%%

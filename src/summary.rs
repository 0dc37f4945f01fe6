//! Filterable overview of a complaint corpus.
//!
//! Computes the headline metrics and breakdowns for a filtered set of
//! records. Counts are sorted by count descending, then by name.

use std::collections::{BTreeMap, HashMap, HashSet};

use chrono::{Datelike, NaiveDate};
use serde::Serialize;

use crate::complaints::{MetadataField, Record};

const TOP_COMPANIES: usize = 10;
const TOP_STATES: usize = 15;

/// Record filter. Empty lists and unset bounds do not filter.
#[derive(Debug, Clone, Default)]
pub struct SummaryFilter {
    pub companies: Vec<String>,
    pub products: Vec<String>,
    /// Inclusive lower bound on `date_received`
    pub from: Option<NaiveDate>,
    /// Inclusive upper bound on `date_received`
    pub to: Option<NaiveDate>,
}

impl SummaryFilter {
    pub fn matches(&self, record: &Record) -> bool {
        let meta = &record.metadata;

        if !self.companies.is_empty()
            && !meta
                .company
                .as_ref()
                .is_some_and(|c| self.companies.contains(c))
        {
            return false;
        }

        if !self.products.is_empty()
            && !meta
                .product
                .as_ref()
                .is_some_and(|p| self.products.contains(p))
        {
            return false;
        }

        if self.from.is_some() || self.to.is_some() {
            let Some(date) = meta.date_received else {
                return false;
            };
            if self.from.is_some_and(|from| date < from) || self.to.is_some_and(|to| date > to) {
                return false;
            }
        }

        true
    }

    pub fn apply<'a>(&self, records: &'a [Record]) -> Vec<&'a Record> {
        records.iter().filter(|r| self.matches(r)).collect()
    }
}

#[derive(Debug, Clone, PartialEq, Eq, Serialize)]
pub struct Overview {
    pub total_complaints: usize,
    pub unique_companies: usize,
    pub product_types: usize,
    pub with_narratives: usize,
}

#[derive(Debug, Clone, PartialEq, Eq, Serialize)]
pub struct Count {
    pub name: String,
    pub count: usize,
}

/// Complaints received in one calendar month.
#[derive(Debug, Clone, PartialEq, Eq, Serialize)]
pub struct MonthCount {
    /// `YYYY-MM`
    pub month: String,
    pub count: usize,
}

#[derive(Debug, Clone, Serialize)]
pub struct Summary {
    pub overview: Overview,
    pub top_companies: Vec<Count>,
    pub products: Vec<Count>,
    pub top_states: Vec<Count>,
    pub monthly_volume: Vec<MonthCount>,
}

impl Summary {
    pub fn build(records: &[Record], filter: &SummaryFilter) -> Self {
        let filtered = filter.apply(records);

        Self {
            overview: overview(&filtered),
            top_companies: top_counts(&filtered, MetadataField::Company, TOP_COMPANIES),
            products: value_counts(&filtered, MetadataField::Product),
            top_states: top_counts(&filtered, MetadataField::State, TOP_STATES),
            monthly_volume: monthly_volume(&filtered),
        }
    }
}

fn distinct(records: &[&Record], field: MetadataField) -> usize {
    records
        .iter()
        .filter_map(|r| r.metadata.get(field))
        .collect::<HashSet<_>>()
        .len()
}

pub fn overview(records: &[&Record]) -> Overview {
    Overview {
        total_complaints: records.len(),
        unique_companies: distinct(records, MetadataField::Company),
        product_types: distinct(records, MetadataField::Product),
        with_narratives: records.iter().filter(|r| r.has_narrative()).count(),
    }
}

/// Occurrences of each present value of `field`. Missing values are skipped.
pub fn value_counts(records: &[&Record], field: MetadataField) -> Vec<Count> {
    let mut counts: HashMap<&str, usize> = HashMap::new();
    for value in records.iter().filter_map(|r| r.metadata.get(field)) {
        *counts.entry(value).or_default() += 1;
    }

    let mut counts: Vec<Count> = counts
        .into_iter()
        .map(|(name, count)| Count {
            name: name.to_string(),
            count,
        })
        .collect();
    counts.sort_by(|a, b| b.count.cmp(&a.count).then_with(|| a.name.cmp(&b.name)));
    counts
}

pub fn top_counts(records: &[&Record], field: MetadataField, n: usize) -> Vec<Count> {
    let mut counts = value_counts(records, field);
    counts.truncate(n);
    counts
}

/// Monthly complaint volume, oldest month first. Undated records are skipped.
pub fn monthly_volume(records: &[&Record]) -> Vec<MonthCount> {
    let mut months: BTreeMap<(i32, u32), usize> = BTreeMap::new();
    for date in records.iter().filter_map(|r| r.metadata.date_received) {
        *months.entry((date.year(), date.month())).or_default() += 1;
    }

    months
        .into_iter()
        .map(|((year, month), count)| MonthCount {
            month: format!("{year:04}-{month:02}"),
            count,
        })
        .collect()
}
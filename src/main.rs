use clap::Parser;
use tracing_subscriber::EnvFilter;

use complaint_search::{
    complaints::Record,
    config::Config,
    pipeline,
    semantic::{ComplaintSearcher, ResultRow, SearchResult},
    summary::{Summary, SummaryFilter},
};

mod cli;
use cli::{DataArgs, FilterArgs};

impl From<FilterArgs> for SummaryFilter {
    fn from(args: FilterArgs) -> Self {
        SummaryFilter {
            companies: args.companies,
            products: args.products,
            from: args.from,
            to: args.to,
        }
    }
}

fn load_records(config: &Config, data_args: DataArgs) -> anyhow::Result<Vec<Record>> {
    let path = data_args.data.unwrap_or_else(|| config.data_path.clone());
    let sample_size = data_args.sample_size.or(config.sample_size);

    let raw = pipeline::load_complaints(&path, sample_size)?;
    Ok(pipeline::clean_complaints(&raw))
}

fn main() -> anyhow::Result<()> {
    tracing_subscriber::fmt()
        .with_env_filter(
            EnvFilter::try_from_default_env().unwrap_or_else(|_| EnvFilter::new("info")),
        )
        .with_writer(std::io::stderr)
        .init();

    let args = cli::Args::parse();

    let config_dir = match args.config_dir {
        Some(dir) => dir,
        None => Config::default_dir()?,
    };
    let config = Config::load_with(&config_dir)?;

    match args.command {
        cli::Command::Summary {
            data_args,
            filter_args,
        } => {
            let filter: SummaryFilter = filter_args.into();
            let records = load_records(&config, data_args)?;
            let summary = Summary::build(&records, &filter);

            println!("{}", serde_json::to_string_pretty(&summary)?);
            Ok(())
        }

        cli::Command::Search {
            query,
            top_k,
            narratives_only,
            data_args,
            filter_args,
        } => {
            let filter: SummaryFilter = filter_args.into();
            let records: Vec<Record> = load_records(&config, data_args)?
                .into_iter()
                .filter(|r| filter.matches(r))
                .filter(|r| !narratives_only || r.has_narrative())
                .collect();

            let top_k = top_k.unwrap_or(config.semantic_search.default_top_k);
            let _span = tracing::info_span!("search", top_k, candidates = records.len()).entered();

            let mut searcher = ComplaintSearcher::from_config(&config.semantic_search)?;
            searcher.prepare(records)?;

            let results = searcher.search(&query, top_k)?;
            tracing::info!(results = results.len(), "search complete");

            let rows: Vec<ResultRow> = results.iter().map(SearchResult::row).collect();
            println!("{}", serde_json::to_string_pretty(&rows)?);
            Ok(())
        }
    }
}
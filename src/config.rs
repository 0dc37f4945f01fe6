use std::path::{Path, PathBuf};

use anyhow::{bail, Context};
use serde::{Deserialize, Serialize};

const CONFIG_FILE: &str = "config.yaml";

/// Default embedding model (same family the complaint data was tuned with)
const DEFAULT_SEMANTIC_MODEL: &str = "all-MiniLM-L6-v2";
/// Default number of search results
const DEFAULT_TOP_K: usize = 10;
/// Default CSV location, relative to the working directory
const DEFAULT_DATA_PATH: &str = "data/consumer_complaints.csv";
/// Default number of rows loaded from the CSV
const DEFAULT_SAMPLE_SIZE: usize = 10_000;

/// Configuration for semantic search functionality
#[derive(Clone, Debug, PartialEq, Serialize, Deserialize)]
pub struct SemanticSearchConfig {
    /// Model name for embeddings (e.g., "all-MiniLM-L6-v2")
    #[serde(default = "default_semantic_model")]
    pub model: String,

    /// Number of results returned when a request does not set one
    #[serde(default = "default_top_k")]
    pub default_top_k: usize,

    /// Batch size passed to the model; the model's own default if unset
    #[serde(default)]
    pub batch_size: Option<usize>,

    /// Directory holding downloaded model files (`<dir>/models`)
    #[serde(skip_serializing, skip_deserializing)]
    pub cache_dir: PathBuf,
}

impl Default for SemanticSearchConfig {
    fn default() -> Self {
        Self {
            model: DEFAULT_SEMANTIC_MODEL.to_string(),
            default_top_k: DEFAULT_TOP_K,
            batch_size: None,
            cache_dir: PathBuf::from("."),
        }
    }
}

fn default_semantic_model() -> String {
    DEFAULT_SEMANTIC_MODEL.to_string()
}

fn default_top_k() -> usize {
    DEFAULT_TOP_K
}

fn default_data_path() -> PathBuf {
    PathBuf::from(DEFAULT_DATA_PATH)
}

fn default_sample_size() -> Option<usize> {
    Some(DEFAULT_SAMPLE_SIZE)
}

#[derive(Clone, Debug, PartialEq, Serialize, Deserialize)]
pub struct Config {
    /// Complaint CSV to load
    #[serde(default = "default_data_path")]
    pub data_path: PathBuf,
    /// Maximum rows read from `data_path`; all rows if null
    #[serde(default = "default_sample_size")]
    pub sample_size: Option<usize>,
    #[serde(default)]
    pub semantic_search: SemanticSearchConfig,

    #[serde(skip_serializing, skip_deserializing)]
    base_path: PathBuf,
}

impl Default for Config {
    fn default() -> Self {
        Self {
            data_path: default_data_path(),
            sample_size: default_sample_size(),
            semantic_search: SemanticSearchConfig::default(),
            base_path: PathBuf::new(),
        }
    }
}

impl Config {
    fn validate(&self) -> anyhow::Result<()> {
        if self.sample_size == Some(0) {
            bail!("sample_size must be greater than 0 or null");
        }

        let sem = &self.semantic_search;
        if sem.model.trim().is_empty() {
            bail!("semantic_search.model must not be empty");
        }
        if sem.default_top_k == 0 {
            bail!("semantic_search.default_top_k must be greater than 0");
        }
        if sem.batch_size == Some(0) {
            bail!("semantic_search.batch_size must be greater than 0 or null");
        }

        Ok(())
    }

    /// Default config directory: `~/.complaint-search`.
    pub fn default_dir() -> anyhow::Result<PathBuf> {
        let home = homedir::my_home()
            .context("failed to resolve home directory")?
            .context("home directory is not set")?;
        Ok(home.join(".complaint-search"))
    }

    /// Load `config.yaml` from `base_path`, writing the defaults first if it
    /// does not exist yet.
    pub fn load_with(base_path: impl AsRef<Path>) -> anyhow::Result<Self> {
        let base_path = base_path.as_ref();
        let config_path = base_path.join(CONFIG_FILE);

        // create new if does not exist
        if !config_path.exists() {
            std::fs::create_dir_all(base_path)
                .with_context(|| format!("failed to create {}", base_path.display()))?;
            let defaults = serde_yml::to_string(&Self::default())?;
            std::fs::write(&config_path, defaults)
                .with_context(|| format!("failed to write {}", config_path.display()))?;
            log::info!("Created default config at {}", config_path.display());
        }

        let config_str = std::fs::read_to_string(&config_path)
            .with_context(|| format!("failed to read {}", config_path.display()))?;
        let mut config: Self = serde_yml::from_str(&config_str).context("config is malformed")?;

        config.base_path = base_path.to_path_buf();
        config.semantic_search.cache_dir = base_path.to_path_buf();

        config.validate()?;

        // resave in case config version needs an upgrade
        if config_str != serde_yml::to_string(&config)? {
            config.save()?;
        }

        Ok(config)
    }

    pub fn save(&self) -> anyhow::Result<()> {
        let config_path = self.base_path.join(CONFIG_FILE);
        let config_str = serde_yml::to_string(&self)?;
        std::fs::write(&config_path, config_str)
            .with_context(|| format!("failed to write {}", config_path.display()))
    }
}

%%

• _Exercise aim_: Could you write out, exactly as they stand, only the lines above that begin at the line with "rows if null" and stop after the line with "if sem.batch_size == Some(0)"?

• _Written answer_:
    /// Maximum rows read from `data_path`; all rows if null
    #[serde(default = "default_sample_size")]
    pub sample_size: Option<usize>,
    #[serde(default)]
    pub semantic_search: SemanticSearchConfig,

    #[serde(skip_serializing, skip_deserializing)]
    base_path: PathBuf,
}

impl Default for Config {
    fn default() -> Self {
        Self {
            data_path: default_data_path(),
            sample_size: default_sample_size(),
            semantic_search: SemanticSearchConfig::default(),
            base_path: PathBuf::new(),
        }
    }
}

impl Config {
    fn validate(&self) -> anyhow::Result<()> {
        if self.sample_size == Some(0) {
            bail!("sample_size must be greater than 0 or null");
        }

        let sem = &self.semantic_search;
        if sem.model.trim().is_empty() {
            bail!("semantic_search.model must not be empty");
        }
        if sem.default_top_k == 0 {
            bail!("semantic_search.default_top_k must be greater than 0");
        }
        if sem.batch_size == Some(0) {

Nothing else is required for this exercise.